"En el colegio, se decía que el Club de los Corazones Rotos no era más que ese grupo silencioso de chiquillos que se vestían de negro y andaban como una bandada de murciélagos a todos lados. Todos los observaban desde lejos y solo los locos y los borrachos se atreverían a hacerle frente a algún miembro. Las mujeres con sus botas de cuero y sus brazaletes de púas caminaban a zancadas por los pasadizos del colegio riéndose, abriendo sus labios rojos como la sangre de una rosa, encarnando la violencia y la fragilidad misma. Los hombres con sus rostros serios y risas profundas, manos grandes, anillos extraños y camisetas de grupos desconocidos y letras violentas. El Club de los Corazones Rotos. Si atacabas a uno, el resto se te venía encima. Más allá de aparentar ser la procesión de niños góticos en plena catástrofe de adolescencia, eran personas bastante amigables o por lo menos eso es lo que yo digo porque me aceptaron al verme desamparada, desprotegida y sola.

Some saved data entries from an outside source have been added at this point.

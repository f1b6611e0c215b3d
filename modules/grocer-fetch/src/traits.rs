// Trait abstractions for the fetch pipeline's external services.
//
// Every network boundary sits behind one of these traits, which enables
// deterministic testing with the mocks in `testing`: no search API, no
// live pages, no LLM. `cargo test` in seconds.

use anyhow::Result;
use async_trait::async_trait;

/// One web search result, in rank order.
#[derive(Debug, Clone)]
pub struct SearchHit {
    pub url: String,
    pub title: String,
    pub snippet: String,
}

#[async_trait]
pub trait WebSearcher: Send + Sync {
    /// Run a web search query. Zero hits is a normal outcome (`Ok(vec![])`);
    /// transport failures are errors.
    async fn search(&self, query: &str, max_results: usize) -> Result<Vec<SearchHit>>;
}

#[async_trait]
pub trait PageFetcher: Send + Sync {
    /// Fetch the raw HTML body of a URL.
    async fn fetch(&self, url: &str) -> Result<String>;
}

/// Opaque translation boundary. Infallible by contract: implementations
/// fall back to the original text on any per-item or whole-batch failure.
#[async_trait]
pub trait Translator: Send + Sync {
    /// Translate one string to English, or return it unchanged on failure.
    async fn translate(&self, text: &str, source_hint: Option<&str>) -> String;

    /// Translate a batch, preserving order and length. A failed item keeps
    /// the original text at its position.
    async fn translate_batch(&self, texts: &[String], source_hint: Option<&str>) -> Vec<String>;
}

/// Opaque text-structuring boundary (LLM). Returns the raw model JSON;
/// callers must validate the shape before trusting it.
#[async_trait]
pub trait IngredientStructurer: Send + Sync {
    async fn structure(&self, lines: &[String]) -> Result<serde_json::Value>;
}
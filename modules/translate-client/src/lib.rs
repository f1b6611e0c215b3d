pub mod error;

pub use error::{Result, TranslateError};

use std::time::Duration;

use serde::Deserialize;

/// Client for a LibreTranslate-compatible `/translate` endpoint.
/// Source language defaults to auto-detection; target is always English.
pub struct TranslateClient {
    client: reqwest::Client,
    base_url: String,
    api_key: Option<String>,
}

#[derive(Debug, Deserialize)]
#[serde(untagged)]
enum TranslatedText {
    One(String),
    Many(Vec<String>),
}

#[derive(Debug, Deserialize)]
struct TranslateResponse {
    #[serde(rename = "translatedText")]
    translated_text: TranslatedText,
}

impl TranslateClient {
    pub fn new(base_url: &str, api_key: Option<&str>) -> Self {
        let client = reqwest::Client::builder()
            .timeout(Duration::from_secs(15))
            .build()
            .expect("Failed to build HTTP client");

        Self {
            client,
            base_url: base_url.trim_end_matches('/').to_string(),
            api_key: api_key.map(String::from),
        }
    }

    /// Translate a single string to English.
    pub async fn translate(&self, text: &str, source_hint: Option<&str>) -> Result<String> {
        let translated = self.request(serde_json::json!(text), source_hint).await?;
        match translated {
            TranslatedText::One(s) => Ok(s),
            TranslatedText::Many(_) => Err(TranslateError::Malformed(
                "expected a single translated string".to_string(),
            )),
        }
    }

    /// Translate a batch of strings to English in one call.
    /// The response must have the same length as the input.
    pub async fn translate_batch(
        &self,
        texts: &[String],
        source_hint: Option<&str>,
    ) -> Result<Vec<String>> {
        if texts.is_empty() {
            return Ok(Vec::new());
        }

        let translated = self.request(serde_json::json!(texts), source_hint).await?;
        match translated {
            TranslatedText::Many(items) if items.len() == texts.len() => Ok(items),
            TranslatedText::Many(items) => Err(TranslateError::Malformed(format!(
                "expected {} translations, got {}",
                texts.len(),
                items.len()
            ))),
            TranslatedText::One(_) => Err(TranslateError::Malformed(
                "expected an array of translated strings".to_string(),
            )),
        }
    }

    async fn request(
        &self,
        q: serde_json::Value,
        source_hint: Option<&str>,
    ) -> Result<TranslatedText> {
        let endpoint = format!("{}/translate", self.base_url);

        let mut body = serde_json::json!({
            "q": q,
            "source": source_hint.unwrap_or("auto"),
            "target": "en",
            "format": "text",
        });
        if let Some(ref key) = self.api_key {
            body["api_key"] = serde_json::json!(key);
        }

        let resp = self
            .client
            .post(&endpoint)
            .header("Content-Type", "application/json")
            .json(&body)
            .send()
            .await?;

        let status = resp.status();
        if !status.is_success() {
            let message = resp.text().await.unwrap_or_default();
            return Err(TranslateError::Api {
                status: status.as_u16(),
                message,
            });
        }

        let parsed: TranslateResponse = resp
            .json()
            .await
            .map_err(|e| TranslateError::Malformed(e.to_string()))?;
        Ok(parsed.translated_text)
    }
}
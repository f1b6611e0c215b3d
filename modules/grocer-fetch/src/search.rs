use std::time::Duration;

use anyhow::{Context, Result};
use async_trait::async_trait;
use tracing::info;

use crate::traits::{SearchHit, WebSearcher};

// --- Serper (Google Search) ---

pub struct SerperSearcher {
    api_key: String,
    client: reqwest::Client,
}

#[derive(Debug, serde::Deserialize)]
struct SerperResponse {
    #[serde(default)]
    organic: Vec<SerperResult>,
}

#[derive(Debug, serde::Deserialize)]
struct SerperResult {
    #[serde(default)]
    link: String,
    #[serde(default)]
    title: String,
    #[serde(default)]
    snippet: String,
}

impl SerperSearcher {
    pub fn new(api_key: &str) -> Self {
        Self {
            api_key: api_key.to_string(),
            client: reqwest::Client::builder()
                .timeout(Duration::from_secs(30))
                .build()
                .expect("Failed to build HTTP client"),
        }
    }
}

#[async_trait]
impl WebSearcher for SerperSearcher {
    async fn search(&self, query: &str, max_results: usize) -> Result<Vec<SearchHit>> {
        info!(query, max_results, "Serper search");

        let body = serde_json::json!({
            "q": query,
            "num": max_results,
        });

        let resp = self
            .client
            .post("https://google.serper.dev/search")
            .header("X-API-KEY", &self.api_key)
            .header("Content-Type", "application/json")
            .json(&body)
            .send()
            .await
            .context("Serper API request failed")?;

        let data: SerperResponse = resp
            .json()
            .await
            .context("Failed to parse Serper response")?;

        let hits: Vec<SearchHit> = data
            .organic
            .into_iter()
            .take(max_results)
            .map(|r| SearchHit {
                url: r.link,
                title: r.title,
                snippet: r.snippet,
            })
            .collect();

        info!(query, count = hits.len(), "Serper search complete");
        Ok(hits)
    }
}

Recuerdo casi con cariño las noches de ron fuerte en las escaleras del edificio abandonado, los sábados de cerveza y discos de heavy metal, la comida chatarra y los paseos en el antiguo Mustang rojo, gritando por la ventana aclamaciones a la libertad y muerte al amor contemporáneo. No éramos adolescentes sin alguien a quien amar; nos teníamos los unos a los otros.
Más de cinco años después de mis buenos años de colegio, el Club de los Corazones Rotos se ha disuelto pero los pedazos que quedamos nos llamamos uno a otros como metales cargados de magnetismo.
Ya no estamos solos y no podemos decir que todavía odiamos al mundo y al 14 de Febrero. Hemos crecido.
Pero hemos madurado lo suficiente como para seguir creyendo que lo diga el resto de nosotros, no vale ni un carajo".
B.
1 comentario:
¿Sabes...? A mi pueblo le vendría bien un club de los corazones rotos, Réquiem. Bienaventurada usted que fue acogida en ese seno metalúrgico en su momento.
Saludos. He vuelto.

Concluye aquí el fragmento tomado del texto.